Delay in Video Transmission and Ratecontrol

What is delay?

There are several different definitions of delay. Different applications put emphasis on different aspects of delay.

In videoconferencing, delay ordinarily means the amount of time between when you move and when the person you're talking to sees you move.
In broadcast video, delay may mean the amount of time between when you punch the button on your remote control to switch to a new channel and when the new channel shows up on your TV.
Algorithmic delay means delay inherent to a (coding) algorithm. It would occur even if unlimited computing power and transmission bandwidth were available.

Sources of delay

There are many sources of delay in a video codec system. Here is a non-exhaustive list for videoconferencing applications:

the time between when you move and when the camera shutter integration time stops
the time it takes to dump a picture from the camera into the capture device
the time for pre-processing in an encoder for noise reduction, etc.
re-ordering of pictures prior to encoding, e.g., for conventional B picture use
the time it takes an encoder to encode a picture and turn it into compressed bits
extra buffering delay used to allow the encoder to vary the number of bits it spends on different pictures
extra buffering delays introduced in the encoder to make its implementation easier
the time it takes to multiplex or packetize the video and perform channel coding
the time it takes the bits to get from the encoder to the decoder
the time it takes to perform channel decoding and demultiplex or depacketize the video
the time it takes a decoder to process the compressed bits into a decompressed picture
re-ordering of pictures prior to display, e.g., for conventional B picture use
the time it takes to post-process decoded pictures, e.g., for deblocking
time delays added so that the relative timing of the output pictures matches the input timing
time delays added for synchronization with other events such as audio sync
buffering delays introduced in the decoder to make its implementation easier
the time it takes the decoder to get the output picture onto the display

It's hard to get all that to add up to less than a few hundred milliseconds on average, particularly if your video frame rate is relatively low.

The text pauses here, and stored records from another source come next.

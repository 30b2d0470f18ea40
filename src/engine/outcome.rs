//! engine::outcome
//!
//! Workflow states and the terminal result of a run.

use std::fmt;

/// States a workflow passes through.
///
/// A run starts at `Idle`, moves to `OperationChosen`, then into the
/// operation's working state, and ends in one of the terminal states.
#[derive(Debug, Clone, Copy, PartialEq, Eq, Hash)]
pub enum WorkflowState {
    /// Nothing selected yet
    Idle,
    /// The operator picked an operation
    OperationChosen,
    /// Commit flow running
    Committing,
    /// Push flow running
    Pushing,
    /// Pull flow running
    Pulling,
    /// Merge flow running
    Merging,
    /// Stash running
    Stashing,
    /// Recovering from a rejected push or a conflicted pull
    Recovering,
    /// Finished successfully (including no-op)
    Succeeded,
    /// Declined by the operator or by a policy gate
    Aborted,
    /// A command failed
    Failed,
}

impl WorkflowState {
    /// Whether the run ends here.
    pub fn is_terminal(&self) -> bool {
        matches!(
            self,
            WorkflowState::Succeeded | WorkflowState::Aborted | WorkflowState::Failed
        )
    }
}

/// How a workflow run ended.
#[derive(Debug, Clone, PartialEq, Eq)]
pub enum Outcome {
    /// The operation did what was asked.
    Succeeded {
        /// Summary for the operator
        message: String,
    },
    /// Nothing needed doing.
    NoOp {
        /// Why nothing happened
        reason: String,
    },
    /// The operator or a gate declined to proceed. Not an error.
    Aborted {
        /// Why the run stopped
        reason: String,
    },
    /// A command failed.
    Failed {
        /// What failed, with git's own error text
        message: String,
    },
}

impl Outcome {
    /// Successful outcome.
    pub fn succeeded(message: impl Into<String>) -> Self {
        Outcome::Succeeded {
            message: message.into(),
        }
    }

    /// No-op outcome.
    pub fn no_op(reason: impl Into<String>) -> Self {
        Outcome::NoOp {
            reason: reason.into(),
        }
    }

    /// Declined outcome.
    pub fn aborted(reason: impl Into<String>) -> Self {
        Outcome::Aborted {
            reason: reason.into(),
        }
    }

    /// Failed outcome.
    pub fn failed(message: impl Into<String>) -> Self {
        Outcome::Failed {
            message: message.into(),
        }
    }

    /// Terminal state this outcome corresponds to.
    pub fn state(&self) -> WorkflowState {
        match self {
            Outcome::Succeeded { .. } | Outcome::NoOp { .. } => WorkflowState::Succeeded,
            Outcome::Aborted { .. } => WorkflowState::Aborted,
            Outcome::Failed { .. } => WorkflowState::Failed,
        }
    }

    /// Process exit code: declining is a valid result of the tool.
    pub fn exit_code(&self) -> i32 {
        match self {
            Outcome::Failed { .. } => 1,
            _ => 0,
        }
    }

    /// Whether an actual change was made.
    pub fn is_succeeded(&self) -> bool {
        matches!(self, Outcome::Succeeded { .. })
    }
}

impl fmt::Display for Outcome {
    fn fmt(&self, f: &mut fmt::Formatter<'_>) -> fmt::Result {
        match self {
            Outcome::Succeeded { message } => write!(f, "{}", message),
            Outcome::NoOp { reason } => write!(f, "Nothing to do: {}", reason),
            Outcome::Aborted { reason } => write!(f, "Aborted: {}", reason),
            Outcome::Failed { message } => write!(f, "Failed: {}", message),
        }
    }
}
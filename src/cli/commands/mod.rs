//! cli::commands
//!
//! Command dispatch and handlers.
//!
//! # Architecture
//!
//! Each command handler:
//! 1. Loads configuration and resolves it against the global flags
//! 2. Calls the engine, the scaffolder or the board client
//! 3. Prints the outcome and returns the exit code
//!
//! # Async Commands
//!
//! `tasks` talks to the network. It builds a tokio runtime for the one
//! command and blocks on it; everything else is synchronous.

mod completion;
mod config_cmd;
mod git;
mod project;
mod status;
mod tasks;

pub use completion::completion;
pub use config_cmd::{get as config_get, list as config_list, set as config_set};
pub use git::git;
pub use project::project;
pub use status::status;
pub use tasks::{tasks_list, tasks_timer};

use std::path::{Path, PathBuf};

use crate::cli::args::{Command, ConfigAction, TasksAction};
use crate::cli::EXIT_FATAL;
use crate::core::config::Config;
use crate::engine::{Context, Outcome, WorkflowSettings};
use crate::git::{GitCli, InspectError, Inspector};
use crate::ui::{output, Verbosity};
use anyhow::{Context as _, Result};

/// Dispatch a command to its handler.
pub fn dispatch(command: Command, ctx: &Context) -> Result<u8> {
    match command {
        Command::Git {
            action,
            auto_resolve,
        } => git::git(ctx, action, auto_resolve),
        Command::Status => status::status(ctx),
        Command::Project {
            template,
            name,
            skip_install,
        } => project::project(ctx, template, name, skip_install),
        Command::Tasks { action } => match action {
            TasksAction::List { board } => tasks::tasks_list(ctx, board.as_deref()),
            TasksAction::Timer { task_id, board } => {
                tasks::tasks_timer(ctx, &task_id, board.as_deref())
            }
        },
        Command::Config { action } => match action {
            ConfigAction::Get { key } => config_cmd::get(ctx, &key),
            ConfigAction::Set { key, value } => config_cmd::set(ctx, &key, value.as_deref()),
            ConfigAction::List => config_cmd::list(ctx),
        }
        .map(|()| 0),
        Command::Completion { shell } => completion::completion(shell).map(|()| 0),
    }
}

/// Directory the command acts on.
pub(crate) fn working_dir(ctx: &Context) -> Result<PathBuf> {
    match &ctx.cwd {
        Some(dir) => Ok(dir.clone()),
        None => std::env::current_dir().context("Failed to read current directory"),
    }
}

/// Load global config plus the repo file under `repo_root`, if given.
pub(crate) fn load_config(repo_root: Option<&Path>) -> Result<Config> {
    let loaded = Config::load(repo_root).context("Failed to load configuration")?;
    Ok(loaded.config)
}

/// Whether prompts are allowed after applying the config default.
pub(crate) fn interactive(ctx: &Context, config: &Config) -> bool {
    ctx.interactive && config.interactive()
}

/// Editor for conflicted files, from `$VISUAL` then `$EDITOR`.
pub(crate) fn editor_from_env() -> Option<String> {
    ["VISUAL", "EDITOR"]
        .iter()
        .filter_map(|var| std::env::var(var).ok())
        .find(|value| !value.trim().is_empty())
}

/// Resolve workflow settings from config and flags.
///
/// `--auto-resolve` forces auto mode. Without it a non-interactive run
/// takes the manual path instead of asking.
pub(crate) fn workflow_settings(
    config: &Config,
    auto_resolve: bool,
    interactive: bool,
) -> WorkflowSettings {
    WorkflowSettings {
        remote: config.remote().to_string(),
        default_branch: config.default_branch().map(String::from),
        merge_tool: config.merge_tool().map(String::from),
        editor: editor_from_env(),
        auto_resolve: if auto_resolve {
            Some(true)
        } else if !interactive {
            Some(false)
        } else {
            None
        },
    }
}

/// Report a program that could not be launched.
pub(crate) fn fatal(err: impl std::fmt::Display) -> u8 {
    output::error(err);
    EXIT_FATAL
}

/// Locate the repository root, or the exit code to stop with.
pub(crate) fn open_repository(git: GitCli<'_>) -> Result<std::result::Result<PathBuf, u8>> {
    match Inspector::new(git, "").repo_root() {
        Ok(root) => Ok(Ok(root)),
        Err(InspectError::Launch(err)) => Ok(Err(fatal(err))),
        Err(err) => Err(err).context("Not inside a git repository"),
    }
}

/// Print an outcome and map it to an exit code.
pub(crate) fn report_outcome(outcome: &Outcome, verbosity: Verbosity) -> u8 {
    match outcome {
        Outcome::Failed { .. } => eprintln!("{}", outcome),
        _ => output::print(outcome, verbosity),
    }
    outcome.exit_code() as u8
}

High frame rates (which tend to require high bit rates) can reduce delay dramatically. Delay gets pretty awful at a few frames per second.

Higher encoding bit rate does not mean higher delay. In fact one of the best ways to reduce delay is to increase the channel bit rate that you're operating over, which allows frame rate to increase and other sources of delay to be reduced. For example, uncompressed PCM video has very high bit rate and very low delay.

In videoconferencing, sources 4 and 12 are ordinarily eliminated, and sources 6 and 14 are also greatly compromised and all the others are minimized to the extent feasible for the implementation.

Examples

We asume a video transmission system that conveys video frames in PAL resolution (720 x 576 pixels) at a frame rate of 25 frames per second. In the following table the different sources of delay are described for a low delay (e.g. video conference) and a higher delay (e.g. broadcast) scenario.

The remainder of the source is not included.